EXERCISE: In full and word for word, print the data below.

*** ENTRIES SUPPLIED ***

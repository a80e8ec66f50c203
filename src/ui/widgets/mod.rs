pub mod poster;
pub mod status;

pub use self::poster::{PosterCell, render_poster};
pub use self::status::{StatusInfo, create_status_line};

*** End of ENTRIES SUPPLIED ***

SOLUTION FOR THIS TASK:
repository a80e8ec66f50c203
filename src/ui/widgets/mod.rs
pub mod poster;
pub mod status;

pub use self::poster::{PosterCell, render_poster};
pub use self::status::{StatusInfo, create_status_line};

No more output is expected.